The identification of drug metabolites in biofluids such as urine, plasma, and bile, as well as in in vitro systems, is an important step in drug discovery and development. Mass spectrometry, particularly when combined with high-performance liquid chromatography (HPLC-MS), can enable detailed structural information to be obtained on the metabolites of a drug or xenobiotic as a result of metabolism. The successful identification of drug metabolites by HPLC-MS-based techniques requires careful optimisation of a number of factors. First, the chromatographic separation should provide good resolution of the individual xenobiotic metabolites present in the sample. There is also the need to minimise the interference caused by the presence of endogenous metabolites, which may interfere with MS detection. Ideally, untreated samples should be profiled to reduce the likelihood of missing important metabolites due to losses during sample processing, but, depending upon the matrix, some degree of sample cleanup/extraction and concentration of the metabolites may be required using liquid–liquid or liquid–solid extraction. Second, the MS conditions must be carefully selected in order to maximise the potential of detecting the separated metabolites, which may have a very different character to the parent compound.
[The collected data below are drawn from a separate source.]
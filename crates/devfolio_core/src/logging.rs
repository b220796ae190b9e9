//! Logging bootstrap.
//!
//! # Responsibility
//! - Initialize file-based rolling logs exactly once per process.
//!
//! # Invariants
//! - Initialization is idempotent for the same configuration and rejects
//!   reconfiguration attempts.
//! - Initialization never panics; captured panics are logged with a capped
//!   payload.

use flexi_logger::{Cleanup, Criterion, FileSpec, Logger, LoggerHandle, Naming, WriteMode};
use log::{error, info};
use once_cell::sync::OnceCell;
use std::path::{Path, PathBuf};

const LOG_FILE_BASENAME: &str = "devfolio";
const MAX_LOG_FILE_SIZE_BYTES: u64 = 10 * 1024 * 1024;
const MAX_LOG_FILES: usize = 5;
const MAX_PANIC_PAYLOAD_CHARS: usize = 160;

static LOGGING_STATE: OnceCell<LoggingState> = OnceCell::new();

struct LoggingState {
    level: &'static str,
    log_dir: PathBuf,
    _logger: LoggerHandle,
}

/// Initializes core logging with a level and an absolute log directory.
///
/// # Errors
/// - Unsupported level or a relative/empty directory.
/// - A prior initialization with a different level or directory.
/// - Logger backend setup failure.
pub fn init_logging(level: &str, log_dir: &str) -> Result<(), String> {
    let level = normalize_level(level)?;
    let log_dir = normalize_log_dir(log_dir)?;

    let state = LOGGING_STATE.get_or_try_init(|| start_logger(level, log_dir.clone()))?;

    if state.log_dir != log_dir {
        return Err(format!(
            "logging already initialized at `{}`; refusing to switch to `{}`",
            state.log_dir.display(),
            log_dir.display()
        ));
    }
    if state.level != level {
        return Err(format!(
            "logging already initialized with level `{}`; refusing to switch to `{}`",
            state.level, level
        ));
    }
    Ok(())
}

/// Returns `(level, log_dir)` when logging is active.
pub fn logging_status() -> Option<(&'static str, PathBuf)> {
    LOGGING_STATE
        .get()
        .map(|state| (state.level, state.log_dir.clone()))
}

/// Default level by build mode: `debug` for debug builds, `info` otherwise.
pub fn default_log_level() -> &'static str {
    if cfg!(debug_assertions) {
        "debug"
    } else {
        "info"
    }
}

fn start_logger(level: &'static str, log_dir: PathBuf) -> Result<LoggingState, String> {
    std::fs::create_dir_all(&log_dir)
        .map_err(|err| format!("failed to create log directory `{}`: {err}", log_dir.display()))?;

    let logger = Logger::try_with_str(level)
        .map_err(|err| format!("invalid log level `{level}`: {err}"))?
        .log_to_file(
            FileSpec::default()
                .directory(log_dir.as_path())
                .basename(LOG_FILE_BASENAME),
        )
        .rotate(
            Criterion::Size(MAX_LOG_FILE_SIZE_BYTES),
            Naming::Numbers,
            Cleanup::KeepLogFiles(MAX_LOG_FILES),
        )
        .write_mode(WriteMode::BufferAndFlush)
        .append()
        .format_for_files(flexi_logger::detailed_format)
        .start()
        .map_err(|err| format!("failed to start logger: {err}"))?;

    install_panic_hook();

    info!(
        "event=core_init module=logging status=ok level={} log_dir={} version={}",
        level,
        log_dir.display(),
        env!("CARGO_PKG_VERSION")
    );

    Ok(LoggingState {
        level,
        log_dir,
        _logger: logger,
    })
}

fn normalize_level(level: &str) -> Result<&'static str, String> {
    match level.trim().to_ascii_lowercase().as_str() {
        "trace" => Ok("trace"),
        "debug" => Ok("debug"),
        "info" => Ok("info"),
        "warn" | "warning" => Ok("warn"),
        "error" => Ok("error"),
        other => Err(format!(
            "unsupported log level `{other}`; expected trace|debug|info|warn|error"
        )),
    }
}

fn normalize_log_dir(log_dir: &str) -> Result<PathBuf, String> {
    let trimmed = log_dir.trim();
    if trimmed.is_empty() {
        return Err("log_dir cannot be empty".to_string());
    }
    let path = Path::new(trimmed);
    if !path.is_absolute() {
        return Err(format!("log_dir must be an absolute path, got `{trimmed}`"));
    }
    Ok(path.to_path_buf())
}

fn install_panic_hook() {
    let previous_hook = std::panic::take_hook();
    std::panic::set_hook(Box::new(move |panic_info| {
        let location = panic_info
            .location()
            .map(|loc| format!("{}:{}", loc.file(), loc.line()))
            .unwrap_or_else(|| "unknown".to_string());
        error!(
            "event=panic_captured module=logging status=error location={} payload={}",
            location,
            panic_payload_summary(panic_info)
        );
        previous_hook(panic_info);
    }));
}

fn panic_payload_summary(info: &std::panic::PanicHookInfo<'_>) -> String {
    let payload = if let Some(message) = info.payload().downcast_ref::<&str>() {
        (*message).to_string()
    } else if let Some(message) = info.payload().downcast_ref::<String>() {
        message.clone()
    } else {
        "non-string panic payload".to_string()
    };

    // Payload can include user-controlled text; strip newlines and cap length.
    let normalized = payload.replace(['\n', '\r'], " ");
    let mut truncated: String = normalized.chars().take(MAX_PANIC_PAYLOAD_CHARS).collect();
    if normalized.chars().count() > MAX_PANIC_PAYLOAD_CHARS {
        truncated.push_str("...");
    }
    truncated
}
The use of radiolabelled drugs in metabolism experiments greatly aids in the detection (and quantification) of metabolites, directing the investigator towards peaks that need to be characterised by MS. The presence of characteristic isotope patterns from either the incorporation of stable isotopes (e.g. ¹³ C, ¹⁵ N) or naturally occurring isotope patterns from substituents on the molecule (e.g. ^35/37 Cl, ^79/81 Br) can also provide a useful handle on the drug and its metabolites for the purposes of detection and spectrometric interpretation. This chapter provides guidelines for, and examples of, HPLC-MS-based drug metabolite profiling.